Candida albicans, an asexual, diploid yeast, has emerged as the primary fungal pathogen of medical importance (18). This polymorphic yeast normally exists as a harmless commensal. However, in patients immunocompromised due to AIDS, organ transplantation, or chemotherapy, C. albicans can cause significant morbidity and mortality. Despite the increasing clinical importance of C. albicans and other Candida spp., we lack a clear understanding of Candida pathogenesis and the etiology of candidiasis (4). Much of this lack of understanding of the basic biology of Candida is due to the facts that it is diploid and has no known sexual cycle, although recent evidence suggests that a genetic system may exist (11, 17). Many of the classical genetic approaches that have been successful in elucidating the pathogenicity of bacteria and of some species of phytopathogenic fungi cannot be successfully applied to Candida. In particular, it has been difficult to demonstrate unequivocally the role of particular genes in the pathogenic process (16).

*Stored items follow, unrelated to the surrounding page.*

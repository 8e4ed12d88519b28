//! Error types for Go parsing operations.
//!
//! This module provides structured error types for the `gopat-syntax` crate:
//! initialising the Tree-sitter parser and producing syntax trees.

use thiserror::Error;

/// Errors from Go parsing operations.
#[derive(Debug, Error)]
#[non_exhaustive]
pub enum SyntaxError {
    /// Failed to initialise the Tree-sitter parser with the Go grammar.
    #[error("failed to initialise Go parser: {message}")]
    ParserInitError {
        /// Description of the failure.
        message: String,
    },

    /// Tree-sitter could not produce a syntax tree.
    #[error("failed to parse Go source: {message}")]
    ParseError {
        /// Description of the failure.
        message: String,
    },

    /// The source parsed, but its root is not a Go source file.
    #[error("unexpected syntax tree shape: {message}")]
    UnexpectedShape {
        /// Description of the unexpected shape.
        message: String,
    },
}

impl SyntaxError {
    /// Creates a parser initialisation error.
    #[must_use]
    pub fn parser_init(message: impl Into<String>) -> Self {
        Self::ParserInitError {
            message: message.into(),
        }
    }

    /// Creates a parse error.
    #[must_use]
    pub fn parse(message: impl Into<String>) -> Self {
        Self::ParseError {
            message: message.into(),
        }
    }

    /// Creates an unexpected shape error.
    #[must_use]
    pub fn unexpected_shape(message: impl Into<String>) -> Self {
        Self::UnexpectedShape {
            message: message.into(),
        }
    }
}
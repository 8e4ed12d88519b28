//! Unit tests for lowering and the node model.

use rstest::rstest;

use crate::{AssignOp, ListKind, Node, NodeKind, Parser, Slot, print_node};

fn lower(source: &str) -> Node {
    let mut parser = Parser::new().expect("parser init");
    let result = parser.parse(source).expect("parse");
    assert!(!result.has_errors(), "unexpected errors: {:?}", result.errors());
    result.file()
}

fn body_stmts(file: &Node) -> Vec<Node> {
    file.descendants()
        .find_map(|node| match &node.kind {
            NodeKind::FuncDecl { body: Some(body), .. } => match &body.kind {
                NodeKind::BlockStmt { stmts } => Some(stmts.items.clone()),
                _ => None,
            },
            _ => None,
        })
        .expect("function body")
}

fn first_stmt(body: &str) -> Node {
    let file = lower(&format!("package p\n\nfunc f() {{\n{body}\n}}\n"));
    body_stmts(&file).into_iter().next().expect("statement")
}

// =============================================================================
// Lowering
// =============================================================================

#[rstest]
#[case("x := 1", "AssignStmt")]
#[case("x += 2", "AssignStmt")]
#[case("x++", "IncDecStmt")]
#[case("ch <- v", "SendStmt")]
#[case("f(x)", "ExprStmt")]
#[case("return", "ReturnStmt")]
#[case("go f()", "GoStmt")]
#[case("defer f()", "DeferStmt")]
#[case("if x { }", "IfStmt")]
#[case("for { }", "ForStmt")]
#[case("for i := 0; i < n; i++ { }", "ForStmt")]
#[case("for k, v := range m { }", "RangeStmt")]
#[case("switch x { case 1: }", "SwitchStmt")]
#[case("switch y := x.(type) { case int: }", "TypeSwitchStmt")]
#[case("select { default: }", "SelectStmt")]
#[case("var x int", "DeclStmt")]
#[case("{ }", "BlockStmt")]
fn statements_lower_to_expected_variant(#[case] body: &str, #[case] expected: &str) {
    assert_eq!(first_stmt(body).kind.name(), expected);
}

#[test]
fn short_variable_declaration_keeps_sides() {
    let stmt = first_stmt("a, b := f(), 2");
    let NodeKind::AssignStmt { lhs, tok, rhs } = &stmt.kind else {
        panic!("expected assignment");
    };
    assert_eq!(*tok, AssignOp::Define);
    assert_eq!(lhs.len(), 2);
    assert_eq!(rhs.len(), 2);
    assert_eq!(lhs.kind, ListKind::Expr);
}

#[test]
fn type_switch_alias_lowers_to_definition_of_assertion() {
    let stmt = first_stmt("switch y := x.(type) {\ncase int:\n}");
    let NodeKind::TypeSwitchStmt { assign, .. } = &stmt.kind else {
        panic!("expected type switch");
    };
    let NodeKind::AssignStmt { rhs, .. } = &assign.kind else {
        panic!("expected assignment");
    };
    let assertion = rhs.items.first().expect("rhs");
    assert!(matches!(assertion.kind, NodeKind::TypeAssert { ty: None, .. }));
}

#[test]
fn default_case_has_empty_list() {
    let stmt = first_stmt("switch {\ndefault:\n\tf()\n}");
    let clause = stmt
        .descendants()
        .find(|node| matches!(node.kind, NodeKind::CaseClause { .. }))
        .expect("clause");
    let NodeKind::CaseClause { list, body } = &clause.kind else {
        panic!("expected case clause");
    };
    assert!(list.is_empty());
    assert_eq!(body.len(), 1);
}

#[test]
fn if_header_keeps_init_and_else() {
    let stmt = first_stmt("if err := f(); err != nil {\n} else {\n}");
    let NodeKind::IfStmt { init, els, .. } = &stmt.kind else {
        panic!("expected if");
    };
    assert!(init.is_some());
    assert!(els.is_some());
}

#[test]
fn conversions_lower_as_calls() {
    let stmt = first_stmt("x = []byte(s)");
    assert!(
        stmt.descendants()
            .any(|node| matches!(node.kind, NodeKind::Call { .. }))
    );
}

#[test]
fn variadic_call_sets_ellipsis() {
    let stmt = first_stmt("f(xs...)");
    let call = stmt
        .descendants()
        .find(|node| matches!(node.kind, NodeKind::Call { .. }))
        .expect("call");
    assert!(matches!(call.kind, NodeKind::Call { ellipsis: true, .. }));
}

#[test]
fn grouped_var_declaration_is_flagged() {
    let file = lower("package p\n\nvar (\n\ta = 1\n\tb = 2\n)\n");
    let decl = file
        .descendants()
        .find(|node| matches!(node.kind, NodeKind::GenDecl { .. }))
        .expect("declaration");
    let NodeKind::GenDecl { specs, grouped, .. } = &decl.kind else {
        panic!("expected gen decl");
    };
    assert!(*grouped);
    assert_eq!(specs.len(), 2);
}

#[test]
fn method_declaration_keeps_receiver() {
    let file = lower("package p\n\nfunc (t *T) M(a, b int) error { return nil }\n");
    let decl = file
        .descendants()
        .find(|node| matches!(node.kind, NodeKind::FuncDecl { .. }))
        .expect("method");
    let NodeKind::FuncDecl { recv, ty, .. } = &decl.kind else {
        panic!("expected func decl");
    };
    assert_eq!(recv.len(), 1);
    let NodeKind::FuncType {
        params, results, ..
    } = &ty.kind
    else {
        panic!("expected func type");
    };
    assert_eq!(params.len(), 1);
    assert_eq!(results.len(), 1);
}

#[test]
fn spans_cover_source_text() {
    let source = "package p\n\nfunc f() {\n\tfoo(bar)\n}\n";
    let file = lower(source);
    let call = file
        .descendants()
        .find(|node| matches!(node.kind, NodeKind::Call { .. }))
        .expect("call");
    let span = call.span().expect("span");
    let start = usize::try_from(span.start_byte).expect("start");
    let end = usize::try_from(span.end_byte).expect("end");
    assert_eq!(source.get(start..end), Some("foo(bar)"));
    assert_eq!(span.start.line, 3);
    assert_eq!(span.start.column, 1);
}

// =============================================================================
// Node model
// =============================================================================

#[test]
fn equality_ignores_identity_and_position() {
    let first = first_stmt("x = y + 1");
    let second = first_stmt("x = y + 1");
    assert_ne!(first.id(), second.id());
    assert_eq!(first, second);
    assert_ne!(first, first_stmt("x = y + 2"));
}

#[test]
fn renumbered_copy_has_fresh_ids_throughout() {
    let stmt = first_stmt("x = f(y)");
    let copy = stmt.renumbered();
    assert_eq!(stmt, copy);
    for node in copy.descendants() {
        assert!(stmt.find(node.id()).is_none());
    }
}

#[test]
fn find_mut_reaches_nested_nodes() {
    let mut stmt = first_stmt("x = f(y)");
    let target = stmt
        .descendants()
        .find(|node| node.as_ident() == Some("y"))
        .map(Node::id)
        .expect("ident");
    let found = stmt.find_mut(target).expect("found");
    found.kind = NodeKind::Ident("z".to_owned());
    assert_eq!(print_node(&stmt), "x = f(z)");
}

#[test]
fn clear_spans_invalidates_every_position() {
    let mut stmt = first_stmt("x = f(y)");
    stmt.clear_spans();
    assert!(stmt.descendants().all(|node| node.span().is_none()));
}

#[test]
fn slots_follow_fixed_order() {
    let stmt = first_stmt("if a := 1; a > 0 {\n}");
    let slots = stmt.slots();
    assert_eq!(slots.len(), 4);
    assert!(matches!(slots.first(), Some(Slot::Opt(Some(_)))));
    assert!(matches!(slots.get(1), Some(Slot::One(_))));
    assert!(matches!(slots.get(3), Some(Slot::Opt(None))));
}

#[test]
fn descendants_visit_in_pre_order() {
    let stmt = first_stmt("a = b");
    let names: Vec<&str> = stmt.descendants().filter_map(Node::as_ident).collect();
    assert_eq!(names, ["a", "b"]);
}

#[test]
fn lowered_spans_serialise_with_zero_based_positions() {
    let stmt = first_stmt("x = 1");
    let span = stmt.span().expect("span");
    let json = serde_json::to_value(span).expect("serialise");
    assert_eq!(json["start"], serde_json::json!({ "line": 3, "column": 0 }));
    assert_eq!(json["end_byte"], serde_json::json!(span.end_byte));
}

Presently, the use of molecular techniques such as transformation has circumvented some of the problems of genetic analysis (24). The Ura-blaster cassette, which was originally developed by Alani et al. (1) for the sequential disruption of genes in Saccharomyces cerevisiae, was adopted by Irwin and Fonzi (5) for use in C. albicans. This procedure utilizes a selectable marker (in this case, the URA3 gene, encoding orotidine 5′-monophosphate [OMP] decarboxylase) flanked by direct repeats of heterologous sequence (the Salmonella hisG gene). This cassette is used to disrupt or replace the gene of interest. The construct is then used for disruption of the intended gene by homologous integration into a ura3 strain, and cells are selected on the basis of URA3 prototrophy. Mitotic recombination between the hisG repeat sequences results in a return to uridine auxotrophy, with the presence of a hisG “footprint” disrupting one allele of the gene of interest. This process is then repeated to disrupt the second allele. To date, most molecular studies of C. albicans biology have utilized the Ura-blaster approach in a ura3 strain, CAI-4, derived from a clinical strain, SC5314 (5). Because use of the Ura-blaster cassette requires ura3 auxotrophy, its use is limited to laboratory strains and precludes the study of clinical isolates.

Recently Lay et al. (16) found that many strains harboring genetic lesions induced by the Ura-blaster technique showed variable OMP decarboxylase activities, usually reduced compared to the wild-type progenitor strain SC5314 (16). Variation in the levels of OMP decarboxylase may cause problems in studies of virulence (13). It was suggested that position effects (15) can reduce the levels of OMP decarboxylase activity to less than wild-type levels. This finding calls into question previous studies in which decreased virulence is attributed to disruption of the targeted gene, although some laboratories have not been able to repeat the variation in OMP dehydrogenase (W. A. Fonzi et al., personal communication). Lay et al. (16) called for the development of a different selectable marker, one that does not influence virulence.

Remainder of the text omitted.